Specialised women’s legal services would get $129 million to be distributed by states and territories. The announcement specified the money would “be directed to women’s legal centres, to enable these providers to respond to increasing demand for domestic violence assistance”.
But as revealed in Senate estimates, that money won’t go only to specialised centres. Rather it will go to any legal service used by women.
“I think the misunderstanding was it wasn’t to women’s legal centres, capital W, capital L, capital C — it was women’s legal services to women, including those experiencing or at risk of family violence,” Attorney-General Michaelia Cash told estimates last night.
Specialist organisations are suffering, with experts raising concerns generic legal aid organisations don’t provide the services women who have experienced trauma need.
Specialist services are key
Women’s legal aid services representatives say these directives will allow the cash to be opened up to legal assistance service providers such as the Legal Aid Commission, which provides legal services to women but don’t specialise in it.

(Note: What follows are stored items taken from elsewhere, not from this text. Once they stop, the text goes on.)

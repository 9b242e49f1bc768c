use anyhow::Result;
use tokio::io::BufReader;
use tracing_subscriber::{layer::SubscriberExt, util::SubscriberInitExt};
use widgets::{Page, RandomSource, StdRandom};

mod bridge;
mod config;

use bridge::Bridge;
use config::Config;

#[tokio::main(flavor = "current_thread")]
async fn main() -> Result<()> {
    // Initialize structured logging (configurable via env); stdout carries frames
    let use_json = std::env::var("LOG_FORMAT")
        .unwrap_or_else(|_| "text".to_string())
        .eq_ignore_ascii_case("json");

    let env_filter = tracing_subscriber::EnvFilter::try_from_default_env()
        .unwrap_or_else(|_| "host=info,widgets=info".into());

    if use_json {
        tracing_subscriber::registry()
            .with(env_filter)
            .with(tracing_subscriber::fmt::layer().json().with_writer(std::io::stderr))
            .init();
    } else {
        tracing_subscriber::registry()
            .with(env_filter)
            .with(tracing_subscriber::fmt::layer().with_writer(std::io::stderr))
            .init();
    }

    tracing::info!(
        service = "host",
        version = env!("CARGO_PKG_VERSION"),
        log_format = if use_json { "json" } else { "text" },
        "Starting widget host"
    );

    // Load configuration
    let config = Config::load()?;
    tracing::info!(
        flip_delay_ms = config.widgets.flip_delay_ms,
        history_limit = config.widgets.history_limit,
        seeded = config.widgets.rng_seed.is_some(),
        "Configuration loaded"
    );

    let rng: Box<dyn RandomSource + Send> = match config.widgets.rng_seed {
        Some(seed) => Box::new(StdRandom::seeded(seed)),
        None => Box::new(StdRandom::from_entropy()),
    };
    let page = Page::new(config.page_options()?, rng);

    let bridge = Bridge::new(page, tokio::io::stdout());
    let stdin = BufReader::new(tokio::io::stdin());

    tokio::select! {
        result = bridge.run(stdin) => {
            result?;
        }
        _ = tokio::signal::ctrl_c() => {
            tracing::info!("Shutdown signal received");
        }
    }

    tracing::info!("Widget host stopped");

    Ok(())
}
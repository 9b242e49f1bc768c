//! Bounded random-number generator
//!
//! Validates the two text inputs as an ordered integer range and draws a
//! uniform value from the closed interval. Exactly one of {result, error}
//! is shown at any time.

use shared::{Range, EMPTY_SENTINEL, INVALID_INPUT_MESSAGE, INVALID_RANGE_MESSAGE};
use thiserror::Error;
use tracing::{debug, warn};

use crate::random::RandomSource;

#[derive(Error, Debug, Clone, PartialEq, Eq)]
pub enum RangeError {
    #[error("{}", INVALID_INPUT_MESSAGE)]
    InvalidInput { min: String, max: String },

    #[error("{}", INVALID_RANGE_MESSAGE)]
    InvalidRange { min: i64, max: i64 },
}

/// Lenient integer parse matching the page's number inputs.
///
/// Surrounding whitespace is ignored, an optional sign and a `0x` prefix are
/// accepted, and parsing stops at the first character that is not a digit,
/// so `"12abc"` is 12. Returns `None` when no digits lead the input or the
/// value does not fit in an `i64`.
pub fn parse_integer(input: &str) -> Option<i64> {
    let trimmed = input.trim();
    let (negative, unsigned) = match trimmed.as_bytes().first() {
        Some(b'-') => (true, &trimmed[1..]),
        Some(b'+') => (false, &trimmed[1..]),
        _ => (false, trimmed),
    };

    let (radix, body) = match unsigned.get(..2) {
        Some("0x") | Some("0X") => (16, &unsigned[2..]),
        _ => (10, unsigned),
    };

    let end = body
        .find(|c: char| !c.is_digit(radix))
        .unwrap_or(body.len());
    let digits = &body[..end];
    if digits.is_empty() {
        return None;
    }

    let magnitude = i128::from_str_radix(digits, radix).ok()?;
    i64::try_from(if negative { -magnitude } else { magnitude }).ok()
}

/// Parse both inputs into an ordered range
pub fn validate(min: &str, max: &str) -> Result<Range, RangeError> {
    match (parse_integer(min), parse_integer(max)) {
        (Some(low), Some(high)) => {
            Range::new(low, high).map_err(|_| RangeError::InvalidRange { min: low, max: high })
        }
        _ => Err(RangeError::InvalidInput {
            min: min.to_string(),
            max: max.to_string(),
        }),
    }
}

/// Validate the inputs and draw a uniform value from `[min, max]`
pub fn generate(min: &str, max: &str, rng: &mut dyn RandomSource) -> Result<i64, RangeError> {
    let range = validate(min, max)?;
    Ok(rng.range_inclusive(range))
}

/// Number generator widget state
#[derive(Debug, Clone)]
pub struct RangeRandomizer {
    min_input: String,
    max_input: String,
    defaults: Range,
    result: Option<i64>,
    error: Option<RangeError>,
}

impl RangeRandomizer {
    pub fn new(defaults: Range) -> Self {
        Self {
            min_input: defaults.min().to_string(),
            max_input: defaults.max().to_string(),
            defaults,
            result: None,
            error: None,
        }
    }

    pub fn set_min_input(&mut self, value: impl Into<String>) {
        self.min_input = value.into();
    }

    pub fn set_max_input(&mut self, value: impl Into<String>) {
        self.max_input = value.into();
    }

    pub fn min_input(&self) -> &str {
        &self.min_input
    }

    pub fn max_input(&self) -> &str {
        &self.max_input
    }

    /// Draw from the current inputs, updating the displayed result or error
    pub fn generate(&mut self, rng: &mut dyn RandomSource) -> Result<i64, RangeError> {
        match generate(&self.min_input, &self.max_input, rng) {
            Ok(value) => {
                debug!(min = %self.min_input, max = %self.max_input, value, "Number generated");
                metrics::counter!("widgets_numbers_generated_total").increment(1);
                self.result = Some(value);
                self.error = None;
                Ok(value)
            }
            Err(error) => {
                warn!(
                    min = %self.min_input,
                    max = %self.max_input,
                    error = %error,
                    "Range rejected"
                );
                metrics::counter!("widgets_range_errors_total").increment(1);
                self.result = None;
                self.error = Some(error.clone());
                Err(error)
            }
        }
    }

    /// Restore default inputs and clear both result and error
    pub fn reset(&mut self) {
        self.min_input = self.defaults.min().to_string();
        self.max_input = self.defaults.max().to_string();
        self.result = None;
        self.error = None;
    }

    pub fn result(&self) -> Option<i64> {
        self.result
    }

    /// Result label text, the empty sentinel when nothing is drawn
    pub fn result_text(&self) -> String {
        self.result
            .map(|value| value.to_string())
            .unwrap_or_else(|| EMPTY_SENTINEL.to_string())
    }

    pub fn error(&self) -> Option<&RangeError> {
        self.error.as_ref()
    }
}

impl Default for RangeRandomizer {
    fn default() -> Self {
        Self::new(Range::default())
    }
}

#[cfg(test)]
mod tests {
    use super::*;
    use crate::random::{ScriptedRandom, StdRandom};

    #[test]
    fn test_parse_integer_leniency() {
        assert_eq!(parse_integer("42"), Some(42));
        assert_eq!(parse_integer("  -7 "), Some(-7));
        assert_eq!(parse_integer("+3"), Some(3));
        assert_eq!(parse_integer("12abc"), Some(12));
        assert_eq!(parse_integer("3.9"), Some(3));
        assert_eq!(parse_integer("0x1A"), Some(26));
        assert_eq!(parse_integer("abc"), None);
        assert_eq!(parse_integer(""), None);
        assert_eq!(parse_integer("-"), None);
        assert_eq!(parse_integer("99999999999999999999"), None);
    }

    #[test]
    fn test_generate_stays_in_bounds() {
        let mut rng = StdRandom::seeded(11);
        for (min, max) in [(1, 2), (-5, 5), (0, 1000), (i64::MAX - 1, i64::MAX)] {
            for _ in 0..200 {
                let value = generate(&min.to_string(), &max.to_string(), &mut rng).unwrap();
                assert!(value >= min && value <= max, "{} outside [{}, {}]", value, min, max);
            }
        }
    }

    #[test]
    fn test_generate_covers_small_range_uniformly() {
        let mut rng = StdRandom::seeded(3);
        let mut counts = [0u32; 6];
        let trials = 6000;

        for _ in 0..trials {
            let value = generate("1", "6", &mut rng).unwrap();
            counts[(value - 1) as usize] += 1;
        }

        for count in counts {
            let share = count as f64 / trials as f64;
            assert!(share > 0.12 && share < 0.22, "skewed distribution: {:?}", counts);
        }
    }

    #[test]
    fn test_generate_rejects_unordered_range() {
        let mut rng = ScriptedRandom::new();
        assert_eq!(
            generate("5", "5", &mut rng),
            Err(RangeError::InvalidRange { min: 5, max: 5 })
        );
        assert_eq!(
            generate("10", "1", &mut rng),
            Err(RangeError::InvalidRange { min: 10, max: 1 })
        );
    }

    #[test]
    fn test_generate_rejects_non_numeric() {
        let mut rng = ScriptedRandom::new();
        assert!(matches!(
            generate("abc", "10", &mut rng),
            Err(RangeError::InvalidInput { .. })
        ));
        assert!(matches!(
            generate("1", "", &mut rng),
            Err(RangeError::InvalidInput { .. })
        ));
    }

    #[test]
    fn test_error_messages() {
        let invalid = RangeError::InvalidInput {
            min: "x".into(),
            max: "y".into(),
        };
        assert_eq!(invalid.to_string(), "Both inputs must be valid numbers.");

        let unordered = RangeError::InvalidRange { min: 2, max: 1 };
        assert_eq!(
            unordered.to_string(),
            "Minimum number must be less than maximum number."
        );
    }

    #[test]
    fn test_widget_result_and_error_are_exclusive() {
        let mut widget = RangeRandomizer::default();
        let mut rng = ScriptedRandom::new().with_numbers([37]);

        assert_eq!(widget.generate(&mut rng), Ok(37));
        assert_eq!(widget.result_text(), "37");
        assert!(widget.error().is_none());

        widget.set_min_input("50");
        widget.set_max_input("20");
        assert!(widget.generate(&mut rng).is_err());
        assert_eq!(widget.result(), None);
        assert_eq!(widget.result_text(), EMPTY_SENTINEL);
        assert_eq!(
            widget.error(),
            Some(&RangeError::InvalidRange { min: 50, max: 20 })
        );

        widget.set_min_input("1");
        assert!(widget.generate(&mut rng).is_ok());
        assert!(widget.error().is_none());
    }

    #[test]
    fn test_reset_restores_defaults() {
        let mut widget = RangeRandomizer::default();
        widget.set_min_input("oops");
        let _ = widget.generate(&mut ScriptedRandom::new());
        assert!(widget.error().is_some());

        widget.reset();
        assert_eq!(widget.min_input(), "1");
        assert_eq!(widget.max_input(), "100");
        assert_eq!(widget.result_text(), EMPTY_SENTINEL);
        assert!(widget.error().is_none());
    }

    #[test]
    fn test_reset_uses_configured_defaults() {
        let mut widget = RangeRandomizer::new(Range::new(10, 20).unwrap());
        widget.set_max_input("500");
        widget.reset();
        assert_eq!(widget.min_input(), "10");
        assert_eq!(widget.max_input(), "20");
    }
}
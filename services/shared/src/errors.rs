/// Shared error types for the widget host
///
/// - Standardized error codes for host-level failures (bad events, config)
/// - Categorized by error domain so the host can pick a log severity
/// - Serializable so a failure can be reported back to the page
///
/// Widget-level validation (range parsing) has its own typed errors in the
/// widgets crate; this type covers the bridge around them.
use serde::{Deserialize, Serialize};
use std::fmt;

/// Error categories that map to logging severity
#[derive(Debug, Clone, Copy, PartialEq, Eq, Serialize, Deserialize)]
#[serde(rename_all = "SCREAMING_SNAKE_CASE")]
pub enum ErrorCategory {
    /// The page sent something the widgets cannot act on
    Validation,

    /// An event referenced an element no widget owns
    NotFound,

    /// Startup configuration is unusable
    Configuration,

    /// Unexpected failures, serialization, I/O
    Internal,
}

impl ErrorCategory {
    /// Map error category to log level
    pub fn log_level(&self) -> &'static str {
        match self {
            ErrorCategory::Validation => "warn",
            ErrorCategory::NotFound => "debug",
            ErrorCategory::Configuration => "error",
            ErrorCategory::Internal => "error",
        }
    }
}

/// Standard error codes used by the host
#[derive(Debug, Clone, PartialEq, Eq, Serialize, Deserialize)]
pub struct ErrorCode(pub &'static str);

impl ErrorCode {
    pub const VALIDATION_INVALID_EVENT: ErrorCode = ErrorCode("VALIDATION_INVALID_EVENT");
    pub const NOT_FOUND_TARGET: ErrorCode = ErrorCode("NOT_FOUND_TARGET");
    pub const CONFIGURATION_INVALID: ErrorCode = ErrorCode("CONFIGURATION_INVALID");
    pub const INTERNAL_SERIALIZATION: ErrorCode = ErrorCode("INTERNAL_SERIALIZATION");

    pub fn as_str(&self) -> &'static str {
        self.0
    }
}

impl fmt::Display for ErrorCode {
    fn fmt(&self, f: &mut fmt::Formatter<'_>) -> fmt::Result {
        write!(f, "{}", self.0)
    }
}

/// Standardized error structure for the host bridge
#[derive(Debug, Clone, Serialize, Deserialize)]
pub struct ServiceError {
    /// Error category (determines log level)
    pub category: ErrorCategory,

    /// Structured error code
    pub code: String,

    /// Human-readable error message
    pub message: String,

    /// Optional additional context (offending line, field name)
    #[serde(skip_serializing_if = "Option::is_none")]
    pub context: Option<String>,
}

impl ServiceError {
    pub fn new(category: ErrorCategory, code: ErrorCode, message: impl Into<String>) -> Self {
        Self {
            category,
            code: code.as_str().to_string(),
            message: message.into(),
            context: None,
        }
    }

    pub fn with_context(mut self, context: impl Into<String>) -> Self {
        self.context = Some(context.into());
        self
    }

    pub fn invalid_event(error: impl fmt::Display) -> Self {
        Self::new(
            ErrorCategory::Validation,
            ErrorCode::VALIDATION_INVALID_EVENT,
            "Malformed host event",
        )
        .with_context(error.to_string())
    }

    pub fn unknown_target(target: impl fmt::Display) -> Self {
        Self::new(
            ErrorCategory::NotFound,
            ErrorCode::NOT_FOUND_TARGET,
            format!("No widget handles element: {}", target),
        )
    }

    pub fn invalid_config(key: impl fmt::Display, reason: impl Into<String>) -> Self {
        Self::new(
            ErrorCategory::Configuration,
            ErrorCode::CONFIGURATION_INVALID,
            format!("Invalid configuration value for {}", key),
        )
        .with_context(reason)
    }

    pub fn serialization_error(error: impl fmt::Display) -> Self {
        Self::new(
            ErrorCategory::Internal,
            ErrorCode::INTERNAL_SERIALIZATION,
            "Serialization error",
        )
        .with_context(error.to_string())
    }
}

impl fmt::Display for ServiceError {
    fn fmt(&self, f: &mut fmt::Formatter<'_>) -> fmt::Result {
        if let Some(context) = &self.context {
            write!(f, "[{}] {}: {}", self.code, self.message, context)
        } else {
            write!(f, "[{}] {}", self.code, self.message)
        }
    }
}

impl std::error::Error for ServiceError {}

pub type Result<T> = std::result::Result<T, ServiceError>;
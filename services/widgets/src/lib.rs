// Library interface for the randomizer widgets - exposes modules for the host and tests

pub mod coin_flip;
pub mod events;
pub mod name_picker;
pub mod navigation;
pub mod page;
pub mod random;
pub mod range_randomizer;
pub mod render;

pub use coin_flip::{CoinFlipEngine, FlipState, PendingFlip};
pub use events::HostEvent;
pub use name_picker::{parse_names, NamePicker, PickOutcome, Winner};
pub use navigation::Navigation;
pub use page::{Page, PageOptions, PageOutput};
pub use random::{RandomSource, ScriptedRandom, StdRandom};
pub use range_randomizer::{RangeError, RangeRandomizer};
pub use render::{DisplayInstruction, ListItem};
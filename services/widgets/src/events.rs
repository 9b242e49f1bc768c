//! Events delivered by the host page

use serde::{Deserialize, Serialize};
use shared::errors::ServiceError;

#[derive(Debug, Clone, PartialEq, Eq, Serialize, Deserialize)]
#[serde(tag = "type", rename_all = "snake_case")]
pub enum HostEvent {
    /// A trigger control was activated
    Click { target: String },
    /// A text field changed; `value` is its full new content
    Input { target: String, value: String },
}

impl HostEvent {
    pub fn click(target: &str) -> Self {
        HostEvent::Click {
            target: target.to_string(),
        }
    }

    pub fn input(target: &str, value: impl Into<String>) -> Self {
        HostEvent::Input {
            target: target.to_string(),
            value: value.into(),
        }
    }

    /// Parse one JSON line from the host
    pub fn parse(line: &str) -> Result<Self, ServiceError> {
        serde_json::from_str(line).map_err(ServiceError::invalid_event)
    }

    pub fn target(&self) -> &str {
        match self {
            HostEvent::Click { target } | HostEvent::Input { target, .. } => target,
        }
    }
}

YWCA Canberra chief executive Frances Crimmins tells Crikey specialist women’s legal services were crucial for women who have experienced trauma and violence: “It is a huge concern if the money doesn’t flow through.
“Having women-led services that are trauma- and gender-informed can make women feel safer and more comfortable in coming forward for assistance.”
There’s also a concern victim-survivors could run into their perpetrator at generic legal services, CEO of Rape & Domestic Violence Services Hayley Foster tells Crikey.
“[Non-specialised legal services] are not a supplement for women’s legal services that operate from a feminist framework and are much more accessible to people who may for example have difficulty qualifying for legal aid,” she said.
Their different approach and processes made it a “different kettle of fish”, she says, adding that some non-women specialised legal centres may have been prioritised because of a lack of women-specific legal services in regional areas.
Women’s Legal Service Tasmania chief executive Yvette Cehtel, whose organisation has a nationwide network of 13 specialist women’s legal centres, called the funding directives a “betrayal”.
Every dollar counts
Women’s services have historically been stretched for cash. The slow-moving funding has seen Women’s Legal Service Tasmania lose one staff member, and Women’s Safety NSW lost its funding from Legal Aid NSW. Two policy officers lost their jobs.
One other specialist organisation Crikey contacted said it hadn’t received any extra funding, but declined to speak on the record because of concerns it may negatively impact future funding.
CEO of Gender Equity Victoria Tanja Kovac tells Crikey the $4.9 million for National Women’s Alliances was a stark example of how limited funding is. The cash is divided across four years, totalling just $200,000 a year for each of the six organisations.
“The amount of funding that is provided to gender equality and women’s organisations in this country is scandalous,” she said.
Despite being the state’s peak organisation for gender equity, women’s health and the prevention of violence against women, Gender Equality Victoria has never received federal funding.
She says compared with other funding announcements, such as a 2019 announcement of $11 million over four years to Men’s Shed as part of the national men’s health strategy, cash for gender equality was paltry — especially given equality is worsening in the country, with Australia slipping backward on the Global Gender Gap Index, ranking 50 out of 156 countries. In 2006, Australia was ranked 15th.
“I am concerned that this is either gender discrimination or unconscious bias, but over time I’m getting concerned that it’s actually conscious bias,” Kovac said.
Minister for Women Marise Payne’s office told Crikey the funding was for “the delivery of legal services to women, including those experiencing, or at risk of, family violence”.